In Depth

What are T levels and when are they starting?

Theresa May says new vocational qualifications will allow the UK to compete globally

The first schools and colleges that will teach new technical qualifications called T levels was announced this week, as Theresa May said that the courses will “help thousands of people across the country compete globally”.

The qualifications are intended as a vocational alternative to A levels in England and will cover subjects including construction, education, childcare and engineering and manufacturing.

“Everyone should be able to have access to an education that suits them, but we know that for those that don’t choose to go to university, the routes into further technical and vocational training can be hard to navigate,” the prime minister said.

“T levels provide a high-quality, technical alternative to A levels, ensuring thousands of people across the country have the skills we need to compete globally - a vital part of our modern industrial strategy.”

But Professor Alan Smithers, director of the Centre for Education and Employment Research at the University of Buckingham, warned parents against encouraging their children to take the new courses, due to be taught from September 2020.

“It must be absolutely clear they will be of value to employers before kids risk their futures," he told The Sunday Times.

Meanwhile, Angela Rayner, the shadow education secretary, said the Government was attempting to hide its “failure to properly prepare” for T levels.

“World-class technical education cannot simply be delivered by press release, while avoiding the impact of years of cuts on the sector,” she said.

What are T levels?

First announced by Chancellor Philip Hammond in the 2017 Budget, the 22 planned courses will feature more teaching hours than most current technical programmes and will include a compulsory work placement of between 40 and 60 days.

 Responding to the Government’s T Level consultation, published yesterday, Education Secretary Damian Hinds said that the courses would equip youngsters with the skills needed for “the jobs of tomorrow”.

What industry areas do they cover?

Technical routes will be developed in 15 sector areas:

Agriculture, environmental and animal careBusiness and administrativeCatering and hospitalityChildcare and educationConstructionCreative and designDigitalEngineering and manufacturingHair and beautyHealth and scienceLegal, finance and accountingProtective servicesSales, marketing and procurementSocial careTransport and logistics

According to Schools Week’s Gemma Gathercole, although there are 15 sectors, there will be more qualifications than that as “some of them are broad and cover a range of occupational areas, so it wouldn’t be possible to develop a single qualification that would cover the whole areas”.

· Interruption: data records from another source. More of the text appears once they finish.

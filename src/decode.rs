//! Type decode registry.
//!
//! Maps a wire type OID to a [`Decoder`] that turns the raw column bytes, in
//! whichever format the server used, into a generic [`Value`]. The built-in
//! table is populated once and shared by every row cursor.

use std::collections::HashMap;
use std::sync::LazyLock;

use chrono::{DateTime, NaiveDate, NaiveDateTime, TimeDelta, Utc};

use crate::error::{Error, Result};
use crate::native::ResultFormats;
use crate::value::Value;
use crate::wire::{FormatCode, Oid, oid};

/// Decode one non-NULL raw column value.
pub type DecodeFn = fn(&[u8]) -> Result<Value>;

/// Decode strategy for one wire type.
#[derive(Debug, Clone, Copy)]
pub struct Decoder {
    name: &'static str,
    text: DecodeFn,
    binary: Option<DecodeFn>,
}

impl Decoder {
    /// A decoder that understands both wire formats.
    pub const fn new(name: &'static str, text: DecodeFn, binary: DecodeFn) -> Self {
        Self {
            name,
            text,
            binary: Some(binary),
        }
    }

    /// A decoder with no binary path. Binary input is rejected.
    pub const fn text_only(name: &'static str, text: DecodeFn) -> Self {
        Self {
            name,
            text,
            binary: None,
        }
    }

    pub fn name(&self) -> &'static str {
        self.name
    }

    /// Returns true if binary input can be decoded.
    pub fn supports_binary(&self) -> bool {
        self.binary.is_some()
    }

    /// Decode a raw value. `None` is SQL NULL.
    pub fn decode(&self, format: FormatCode, raw: Option<&[u8]>) -> Result<Value> {
        let Some(raw) = raw else {
            return Ok(Value::Null);
        };
        match format {
            FormatCode::Text => (self.text)(raw),
            FormatCode::Binary => match self.binary {
                Some(binary) => binary(raw),
                None => Err(Error::Decode(format!(
                    "binary format not supported for {}",
                    self.name
                ))),
            },
        }
    }
}

/// OID-keyed table of decoders with a text-only fallback for unknown types.
#[derive(Debug, Clone)]
pub struct DecodeRegistry {
    decoders: HashMap<Oid, Decoder>,
    fallback: Decoder,
}

static BUILTIN: LazyLock<DecodeRegistry> = LazyLock::new(DecodeRegistry::default);

static BINARY_RESULT_FORMATS: LazyLock<ResultFormats> = LazyLock::new(|| {
    let mut formats = ResultFormats::default();
    for oid in [
        oid::BOOL,
        oid::BYTEA,
        oid::CID,
        oid::DATE,
        oid::FLOAT4,
        oid::FLOAT8,
        oid::INT2,
        oid::INT4,
        oid::INT8,
        oid::OID,
        oid::TIMESTAMP,
        oid::TIMESTAMPTZ,
        oid::XID,
    ] {
        formats.set(oid, FormatCode::Binary);
    }
    formats
});

/// Result formats requested for generic-interface queries: binary only for
/// intrinsic types whose binary decoding is fully implemented.
pub fn binary_result_formats() -> &'static ResultFormats {
    &BINARY_RESULT_FORMATS
}

impl Default for DecodeRegistry {
    fn default() -> Self {
        let mut registry = Self::empty();
        registry.register(oid::BOOL, Decoder::new("bool", bool_text, bool_binary));
        registry.register(oid::BYTEA, Decoder::new("bytea", bytea_text, bytea_binary));
        registry.register(oid::INT2, Decoder::new("int2", int_text, int2_binary));
        registry.register(oid::INT4, Decoder::new("int4", int_text, int4_binary));
        registry.register(oid::INT8, Decoder::new("int8", int_text, int8_binary));
        registry.register(oid::FLOAT4, Decoder::new("float4", float4_text, float4_binary));
        registry.register(oid::FLOAT8, Decoder::new("float8", float8_text, float8_binary));
        registry.register(oid::DATE, Decoder::new("date", date_text, date_binary));
        registry.register(
            oid::TIMESTAMP,
            Decoder::new("timestamp", timestamp_text, timestamp_binary),
        );
        registry.register(
            oid::TIMESTAMPTZ,
            Decoder::new("timestamptz", timestamptz_text, timestamp_binary),
        );
        registry.register(oid::JSON, Decoder::new("json", utf8_text, utf8_text));
        registry.register(oid::JSONB, Decoder::new("jsonb", utf8_text, jsonb_binary));
        registry.register(oid::OID, Decoder::new("oid", uint32_text, uint32_binary));
        registry.register(oid::XID, Decoder::new("xid", uint32_text, uint32_binary));
        registry.register(oid::CID, Decoder::new("cid", uint32_text, uint32_binary));
        registry
    }
}

impl DecodeRegistry {
    /// A registry that only knows the text fallback.
    pub fn empty() -> Self {
        Self {
            decoders: HashMap::new(),
            fallback: Decoder::text_only("text", utf8_text),
        }
    }

    /// The shared built-in registry.
    pub fn builtin() -> &'static DecodeRegistry {
        &BUILTIN
    }

    /// Register (or replace) the decoder for `oid`.
    pub fn register(&mut self, oid: Oid, decoder: Decoder) {
        self.decoders.insert(oid, decoder);
    }

    /// Returns true if `oid` has its own decoder.
    pub fn contains(&self, oid: Oid) -> bool {
        self.decoders.contains_key(&oid)
    }

    /// The decoder for `oid`, or the text fallback.
    pub fn get(&self, oid: Oid) -> &Decoder {
        self.decoders.get(&oid).unwrap_or(&self.fallback)
    }
}

// === Text helpers ===

fn utf8(bytes: &[u8]) -> Result<&str> {
    simdutf8::compat::from_utf8(bytes).map_err(|e| Error::Decode(format!("invalid UTF-8: {}", e)))
}

fn utf8_text(bytes: &[u8]) -> Result<Value> {
    utf8(bytes).map(|s| Value::Text(s.to_owned()))
}

fn fixed<const N: usize>(bytes: &[u8], what: &str) -> Result<[u8; N]> {
    bytes
        .try_into()
        .map_err(|_| Error::Decode(format!("invalid {} length: {}", what, bytes.len())))
}

// === Boolean ===

fn bool_text(bytes: &[u8]) -> Result<Value> {
    match bytes {
        b"t" | b"true" | b"TRUE" | b"T" | b"1" => Ok(Value::Bool(true)),
        b"f" | b"false" | b"FALSE" | b"F" | b"0" => Ok(Value::Bool(false)),
        _ => Err(Error::Decode(format!(
            "invalid boolean: {:?}",
            String::from_utf8_lossy(bytes)
        ))),
    }
}

fn bool_binary(bytes: &[u8]) -> Result<Value> {
    let [b] = fixed::<1>(bytes, "boolean")?;
    Ok(Value::Bool(b != 0))
}

// === Bytea ===

fn bytea_text(bytes: &[u8]) -> Result<Value> {
    // Hex format (\xDEADBEEF), or escape format with bytea_output=escape
    match bytes.strip_prefix(b"\\x") {
        Some(hex) => decode_hex(hex).map(Value::Bytes),
        None => decode_bytea_escape(bytes).map(Value::Bytes),
    }
}

/// Decode the escape format: `\\` is a backslash, `\ooo` an octal byte.
fn decode_bytea_escape(mut rest: &[u8]) -> Result<Vec<u8>> {
    let mut result = Vec::with_capacity(rest.len());
    while let Some(pos) = memchr::memchr(b'\\', rest) {
        result.extend_from_slice(&rest[..pos]);
        rest = &rest[pos + 1..];
        match rest {
            [b'\\', tail @ ..] => {
                result.push(b'\\');
                rest = tail;
            }
            [a @ b'0'..=b'3', b @ b'0'..=b'7', c @ b'0'..=b'7', tail @ ..] => {
                result.push(((a - b'0') << 6) | ((b - b'0') << 3) | (c - b'0'));
                rest = tail;
            }
            _ => return Err(Error::Decode("invalid bytea escape sequence".into())),
        }
    }
    result.extend_from_slice(rest);
    Ok(result)
}

fn bytea_binary(bytes: &[u8]) -> Result<Value> {
    Ok(Value::Bytes(bytes.to_vec()))
}

fn decode_hex(hex: &[u8]) -> Result<Vec<u8>> {
    if hex.len() % 2 != 0 {
        return Err(Error::Decode("invalid hex length".into()));
    }

    let mut result = Vec::with_capacity(hex.len() / 2);
    for pair in hex.chunks_exact(2) {
        let high = hex_digit(pair[0])?;
        let low = hex_digit(pair[1])?;
        result.push((high << 4) | low);
    }
    Ok(result)
}

fn hex_digit(b: u8) -> Result<u8> {
    match b {
        b'0'..=b'9' => Ok(b - b'0'),
        b'a'..=b'f' => Ok(b - b'a' + 10),
        b'A'..=b'F' => Ok(b - b'A' + 10),
        _ => Err(Error::Decode(format!("invalid hex digit: {}", b as char))),
    }
}

// === Integers ===

fn int_text(bytes: &[u8]) -> Result<Value> {
    utf8(bytes)?
        .parse::<i64>()
        .map(Value::Int)
        .map_err(|e| Error::Decode(format!("invalid integer: {}", e)))
}

fn int2_binary(bytes: &[u8]) -> Result<Value> {
    Ok(Value::Int(i64::from(i16::from_be_bytes(fixed(bytes, "int2")?))))
}

fn int4_binary(bytes: &[u8]) -> Result<Value> {
    Ok(Value::Int(i64::from(i32::from_be_bytes(fixed(bytes, "int4")?))))
}

fn int8_binary(bytes: &[u8]) -> Result<Value> {
    Ok(Value::Int(i64::from_be_bytes(fixed(bytes, "int8")?)))
}

// oid, xid and cid are unsigned 32-bit on the wire.
fn uint32_text(bytes: &[u8]) -> Result<Value> {
    utf8(bytes)?
        .parse::<u32>()
        .map(|v| Value::Int(i64::from(v)))
        .map_err(|e| Error::Decode(format!("invalid uint32: {}", e)))
}

fn uint32_binary(bytes: &[u8]) -> Result<Value> {
    Ok(Value::Int(i64::from(u32::from_be_bytes(fixed(bytes, "uint32")?))))
}

// === Floats ===

fn float4_text(bytes: &[u8]) -> Result<Value> {
    utf8(bytes)?
        .parse::<f32>()
        .map(|v| Value::Float(f64::from(v)))
        .map_err(|e| Error::Decode(format!("invalid float4: {}", e)))
}

fn float4_binary(bytes: &[u8]) -> Result<Value> {
    Ok(Value::Float(f64::from(f32::from_be_bytes(fixed(bytes, "float4")?))))
}

fn float8_text(bytes: &[u8]) -> Result<Value> {
    utf8(bytes)?
        .parse::<f64>()
        .map(Value::Float)
        .map_err(|e| Error::Decode(format!("invalid float8: {}", e)))
}

fn float8_binary(bytes: &[u8]) -> Result<Value> {
    Ok(Value::Float(f64::from_be_bytes(fixed(bytes, "float8")?)))
}

// === Date and time ===

/// PostgreSQL epoch: 2000-01-01
const PG_EPOCH: NaiveDate = match NaiveDate::from_ymd_opt(2000, 1, 1) {
    Some(d) => d,
    None => panic!("invalid date"),
};

/// Microseconds between the Unix epoch and the PostgreSQL epoch
const PG_EPOCH_UNIX_MICROS: i64 = 946_684_800_000_000;

fn infinity(positive: bool) -> Value {
    Value::Text(if positive { "infinity" } else { "-infinity" }.to_string())
}

fn midnight_utc(date: NaiveDate) -> Option<Value> {
    date.and_hms_opt(0, 0, 0).map(|dt| Value::Timestamp(dt.and_utc()))
}

/// Strip a trailing ` BC` era marker.
fn split_era(s: &str) -> (&str, bool) {
    match s.strip_suffix(" BC") {
        Some(rest) => (rest, true),
        None => (s, false),
    }
}

/// Year `y` BC is astronomical year `1 - y`.
fn bc_year(year: i32) -> i32 {
    1 - year
}

fn date_text(bytes: &[u8]) -> Result<Value> {
    let s = utf8(bytes)?;
    match s {
        "infinity" => return Ok(infinity(true)),
        "-infinity" => return Ok(infinity(false)),
        _ => {}
    }
    let (s, bc) = split_era(s);
    let date = NaiveDate::parse_from_str(s, "%Y-%m-%d")
        .map_err(|e| Error::Decode(format!("invalid date: {}", e)))?;
    let date = if bc {
        date.with_year_checked(bc_year(chrono::Datelike::year(&date)))?
    } else {
        date
    };
    midnight_utc(date).ok_or_else(|| Error::Decode("date overflow".into()))
}

fn date_binary(bytes: &[u8]) -> Result<Value> {
    let days = i32::from_be_bytes(fixed(bytes, "date")?);
    match days {
        i32::MAX => return Ok(infinity(true)),
        i32::MIN => return Ok(infinity(false)),
        _ => {}
    }
    TimeDelta::try_days(i64::from(days))
        .and_then(|delta| PG_EPOCH.checked_add_signed(delta))
        .and_then(midnight_utc)
        .ok_or_else(|| Error::Decode("date overflow".into()))
}

fn naive_timestamp(s: &str) -> Result<NaiveDateTime> {
    let (s, bc) = split_era(s);
    // Try with microseconds first, then without
    let ts = NaiveDateTime::parse_from_str(s, "%Y-%m-%d %H:%M:%S%.f")
        .or_else(|_| NaiveDateTime::parse_from_str(s, "%Y-%m-%d %H:%M:%S"))
        .map_err(|e| Error::Decode(format!("invalid timestamp: {}", e)))?;
    if bc {
        let date = ts.date().with_year_checked(bc_year(chrono::Datelike::year(&ts)))?;
        Ok(date.and_time(ts.time()))
    } else {
        Ok(ts)
    }
}

fn timestamp_text(bytes: &[u8]) -> Result<Value> {
    let s = utf8(bytes)?;
    match s {
        "infinity" => Ok(infinity(true)),
        "-infinity" => Ok(infinity(false)),
        _ => naive_timestamp(s).map(|ts| Value::Timestamp(ts.and_utc())),
    }
}

fn timestamptz_text(bytes: &[u8]) -> Result<Value> {
    let s = utf8(bytes)?;
    match s {
        "infinity" => return Ok(infinity(true)),
        "-infinity" => return Ok(infinity(false)),
        _ => {}
    }
    let (s, bc) = split_era(s);
    // The UTC offset starts at the first sign after the date part,
    // e.g. "2024-01-15 10:30:00.5+05:30"
    let offset_at = s
        .char_indices()
        .skip(10)
        .find(|&(_, c)| c == '+' || c == '-')
        .map(|(i, _)| i)
        .ok_or_else(|| Error::Decode(format!("invalid timestamptz: missing offset in {:?}", s)))?;
    let (local, offset) = s.split_at(offset_at);
    let local = if bc {
        naive_timestamp(&format!("{} BC", local))?
    } else {
        naive_timestamp(local)?
    };
    let offset_secs = parse_utc_offset(offset)?;
    local
        .checked_sub_signed(TimeDelta::seconds(i64::from(offset_secs)))
        .map(|utc| Value::Timestamp(utc.and_utc()))
        .ok_or_else(|| Error::Decode("timestamp overflow".into()))
}

/// Parse `+HH`, `+HH:MM` or `+HH:MM:SS` into seconds east of UTC.
fn parse_utc_offset(s: &str) -> Result<i32> {
    let invalid = || Error::Decode(format!("invalid UTC offset: {:?}", s));
    let (sign, rest) = match s.split_at_checked(1) {
        Some(("+", rest)) => (1, rest),
        Some(("-", rest)) => (-1, rest),
        _ => return Err(invalid()),
    };
    let mut secs = 0_i32;
    let mut unit = 3600;
    for part in rest.split(':') {
        if unit == 0 || part.len() != 2 {
            return Err(invalid());
        }
        let n: i32 = part.parse().map_err(|_| invalid())?;
        secs += n * unit;
        unit /= 60;
    }
    Ok(sign * secs)
}

fn timestamp_binary(bytes: &[u8]) -> Result<Value> {
    let usecs = i64::from_be_bytes(fixed(bytes, "timestamp")?);
    match usecs {
        i64::MAX => return Ok(infinity(true)),
        i64::MIN => return Ok(infinity(false)),
        _ => {}
    }
    usecs
        .checked_add(PG_EPOCH_UNIX_MICROS)
        .and_then(DateTime::<Utc>::from_timestamp_micros)
        .map(Value::Timestamp)
        .ok_or_else(|| Error::Decode("timestamp overflow".into()))
}

trait WithYearChecked: Sized {
    fn with_year_checked(self, year: i32) -> Result<Self>;
}

impl WithYearChecked for NaiveDate {
    fn with_year_checked(self, year: i32) -> Result<Self> {
        chrono::Datelike::with_year(&self, year)
            .ok_or_else(|| Error::Decode(format!("invalid year: {}", year)))
    }
}

// === JSON ===

fn jsonb_binary(bytes: &[u8]) -> Result<Value> {
    match bytes.split_first() {
        Some((1, json)) => utf8_text(json),
        Some((version, _)) => Err(Error::Decode(format!("unknown jsonb version: {}", version))),
        None => Err(Error::Decode("invalid jsonb length: 0".into())),
    }
}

Will they be ready in time for 2020?

The BBC reports that Jonathan Slater, a senior civil servant at the Department for Education, formally registered concerns about the programme earlier this month, saying it would be “challenging” to ensure that the first three T levels are ready to be taught from 2020 to a “consistently high standard”.

In a letter to the education secretary, Slater said that he had a duty to consider the “regularity, propriety, value for money and feasibility” of public spending and that “if these were the only considerations, you are aware that I would advise deferring the start date to 2021”.

Hinds has dismissed the claims, saying: “Naming the first 52 colleges and providers where young people will be able to study the first T levels is an important step forward.”

But The Times says that “only one in six employers has a good understanding of T levels”.

The newspaper reports that business owners, who “will be essential to the success of the new regime”, say that they are not prepared for its launch.

A survey of 81 firms by the Association of Employment and Learning Providers and the City and Guilds Group, a skills development organisation, found that more than half rated their understanding of T levels as middling or poor.